Rascals case in brief

In the beginning, in 1989, more than 90 children at the Little Rascals Day Care Center in Edenton, North Carolina, accused a total of 20 adults with 429 instances of sexual abuse over a three-year period. It may have all begun with one parent’s complaint about punishment given her child.

Among the alleged perpetrators: the sheriff and mayor. But prosecutors would charge only Robin Byrum, Darlene Harris, Elizabeth “Betsy” Kelly, Robert “Bob” Kelly, Willard Scott Privott, Shelley Stone and Dawn Wilson – the Edenton 7.
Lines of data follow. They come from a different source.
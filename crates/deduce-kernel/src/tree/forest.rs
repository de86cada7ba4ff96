//! The proof forest arena and its state machine.

use super::delta::{DeltaProcessor, shape_delta};
use super::{DeltaFlags, ListenerId, NodeId, ProofTreeDelta, TreeId};
use crate::confidence::Confidence;
use crate::dependencies::{ProofDependencies, ProofDependenciesBuilder};
use crate::error::TreeError;
use crate::rule::{ProofRule, SkippedActions};
use crate::sequent::Sequent;
use std::collections::BTreeMap;
use std::ops::{Deref, DerefMut};
use tracing::{debug, trace};

#[derive(Debug, Clone)]
struct NodeData {
    tree: TreeId,
    parent: Option<NodeId>,
    sequent: Sequent,
    comment: String,
    rule: Option<ProofRule>,
    /// Actions of `rule` that were skipped when it was applied here.
    skipped: SkippedActions,
    children: Vec<NodeId>,
    confidence: Confidence,
}

impl NodeData {
    fn open(tree: TreeId, parent: Option<NodeId>, sequent: Sequent) -> Self {
        Self {
            tree,
            parent,
            sequent,
            comment: String::new(),
            rule: None,
            skipped: SkippedActions::default(),
            children: Vec::new(),
            confidence: Confidence::UNATTEMPTED,
        }
    }
}

#[derive(Debug)]
struct Slot {
    generation: u32,
    data: Option<NodeData>,
}

#[derive(Debug)]
struct TreeData {
    origin: Option<String>,
    root: NodeId,
    delta: DeltaProcessor,
}

impl TreeData {
    fn new(origin: Option<String>, root: NodeId) -> Self {
        Self {
            origin,
            root,
            delta: DeltaProcessor::default(),
        }
    }
}

/// Arena holding every proof tree and node.
///
/// Single writer: listeners are `FnMut` and run synchronously while the
/// forest is mutably borrowed.
#[derive(Debug, Default)]
pub struct ProofForest {
    nodes: Vec<Slot>,
    /// Empty slots, ready for reuse.
    free: Vec<u32>,
    /// Empty slots whose generations ran out.
    retired: usize,
    trees: BTreeMap<TreeId, TreeData>,
    next_tree: u32,
}
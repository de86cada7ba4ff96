//! Type environments and closed type-checking.
//!
//! A type environment binds free names to types. It is immutable by
//! convention: extension produces a new environment and leaves the old one
//! untouched.
//!
//! Type-checking here is always *closed*: every free name of a formula must
//! already be bound, so a successful check never infers new names.

use crate::error::FormulaError;
use crate::expr::Expression;
use crate::ident::FreeIdentifier;
use crate::predicate::{BoundDecl, Predicate};
use crate::types::Type;
use serde::{Deserialize, Serialize};
use std::collections::{BTreeMap, BTreeSet};

/// Mapping from names to types.
#[derive(Debug, Clone, Default, PartialEq, Eq, Hash, Serialize, Deserialize)]
pub struct TypeEnvironment {
    bindings: BTreeMap<String, Type>,
}

impl TypeEnvironment {
    pub fn new() -> Self {
        Self::default()
    }

    /// Build an environment from typed identifiers.
    ///
    /// Fails if the same name is given twice.
    pub fn from_idents<'a>(
        idents: impl IntoIterator<Item = &'a FreeIdentifier>,
    ) -> Result<Self, FormulaError> {
        Self::new().extend(idents)
    }

    /// Builder-style binding, for setting up environments by hand.
    ///
    /// Fails on a malformed name or on a name that is already bound.
    pub fn with(self, name: &str, ty: Type) -> Result<Self, FormulaError> {
        let ident = FreeIdentifier::new(name, ty)?;
        self.extend([&ident])
    }

    pub fn len(&self) -> usize {
        self.bindings.len()
    }

    pub fn is_empty(&self) -> bool {
        self.bindings.is_empty()
    }

    /// Whether `name` is bound, whatever its type.
    pub fn contains(&self, name: &str) -> bool {
        self.bindings.contains_key(name)
    }

    /// Whether `ident` is bound with exactly its type.
    pub fn contains_ident(&self, ident: &FreeIdentifier) -> bool {
        self.bindings.get(ident.name()) == Some(ident.ty())
    }

    pub fn get(&self, name: &str) -> Option<&Type> {
        self.bindings.get(name)
    }

    pub fn names(&self) -> impl Iterator<Item = &str> {
        self.bindings.keys().map(String::as_str)
    }

    /// All bindings as typed identifiers, in name order.
    pub fn idents(&self) -> Vec<FreeIdentifier> {
        self.bindings
            .iter()
            .filter_map(|(name, ty)| FreeIdentifier::new(name.clone(), ty.clone()).ok())
            .collect()
    }

    /// Clone this environment and bind `idents` in the copy.
    ///
    /// No renaming is ever attempted: a name already bound here, or bound
    /// twice in `idents`, is a clash.
    pub fn extend<'a>(
        &self,
        idents: impl IntoIterator<Item = &'a FreeIdentifier>,
    ) -> Result<Self, FormulaError> {
        let mut extended = self.clone();
        for ident in idents {
            if extended.bindings.contains_key(ident.name()) {
                return Err(FormulaError::NameClash(ident.name().to_string()));
            }
            extended
                .bindings
                .insert(ident.name().to_string(), ident.ty().clone());
        }
        Ok(extended)
    }

    /// The typed free identifiers of `pred`.
    ///
    /// Names not bound in this environment are left out.
    pub fn free_identifiers(&self, pred: &Predicate) -> BTreeSet<FreeIdentifier> {
        pred.free_names()
            .into_iter()
            .filter_map(|name| {
                let ty = self.bindings.get(&name)?.clone();
                FreeIdentifier::new(name, ty).ok()
            })
            .collect()
    }

    /// Closed type-check of a predicate.
    pub fn check_closed(&self, pred: &Predicate) -> Result<(), FormulaError> {
        let mut scope = Vec::new();
        self.check_predicate(pred, &mut scope)
    }

    /// Whether `pred` type-checks closed.
    pub fn is_well_typed(&self, pred: &Predicate) -> bool {
        self.check_closed(pred).is_ok()
    }

    fn check_predicate(
        &self,
        pred: &Predicate,
        scope: &mut Vec<BoundDecl>,
    ) -> Result<(), FormulaError> {
        match pred {
            Predicate::True | Predicate::False => Ok(()),
            Predicate::Not(inner) => self.check_predicate(inner, scope),
            Predicate::Binary(_, left, right) => {
                self.check_predicate(left, scope)?;
                self.check_predicate(right, scope)
            }
            Predicate::Relation(rel, left, right) => {
                let lt = self.infer_expression(left, scope)?;
                let rt = self.infer_expression(right, scope)?;
                if rel.is_arithmetic() {
                    expect(&Type::Integer, &lt, "relation")?;
                    expect(&Type::Integer, &rt, "relation")
                } else {
                    expect(&lt, &rt, "equality")
                }
            }
            Predicate::Quantified(_, decls, body) => {
                let mut seen = BTreeSet::new();
                for decl in decls {
                    if !crate::ident::is_valid_name(&decl.name) {
                        return Err(FormulaError::InvalidIdentifier(decl.name.clone()));
                    }
                    if !seen.insert(decl.name.as_str()) {
                        return Err(FormulaError::DuplicateBinder(decl.name.clone()));
                    }
                }
                let depth = scope.len();
                scope.extend(decls.iter().cloned());
                let result = self.check_predicate(body, scope);
                scope.truncate(depth);
                result
            }
        }
    }

    fn infer_expression(
        &self,
        expr: &Expression,
        scope: &[BoundDecl],
    ) -> Result<Type, FormulaError> {
        match expr {
            Expression::Ident(name) => {
                // Innermost binder wins.
                if let Some(decl) = scope.iter().rev().find(|d| &d.name == name) {
                    return Ok(decl.ty.clone());
                }
                self.bindings
                    .get(name)
                    .cloned()
                    .ok_or_else(|| FormulaError::UnboundIdentifier(name.clone()))
            }
            Expression::Integer(_) => Ok(Type::Integer),
            Expression::Bool(_) => Ok(Type::Boolean),
            Expression::Neg(inner) => {
                let ty = self.infer_expression(inner, scope)?;
                expect(&Type::Integer, &ty, "negation")?;
                Ok(Type::Integer)
            }
            Expression::Arith(_, left, right) => {
                let lt = self.infer_expression(left, scope)?;
                expect(&Type::Integer, &lt, "arithmetic")?;
                let rt = self.infer_expression(right, scope)?;
                expect(&Type::Integer, &rt, "arithmetic")?;
                Ok(Type::Integer)
            }
        }
    }
}

fn expect(expected: &Type, actual: &Type, context: &str) -> Result<(), FormulaError> {
    if expected == actual {
        Ok(())
    } else {
        Err(FormulaError::TypeMismatch {
            expected: expected.clone(),
            actual: actual.clone(),
            context: context.to_string(),
        })
    }
}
Along with sodomy and beatings, allegations included a baby killed with a handgun, a child being hung upside down from a tree and being set on fire and countless other fantastic incidents involving spaceships, hot air balloons, pirate ships and trained sharks.

By the time prosecutors dropped the last charges in 1997, Little Rascals had become North Carolina’s longest and most costly criminal trial. Prosecutors kept defendants jailed in hopes at least one would turn against their supposed co-conspirators. Remarkably, none did. Another shameful record: Five defendants had to wait longer to face their accusers in court than anyone else in North Carolina history.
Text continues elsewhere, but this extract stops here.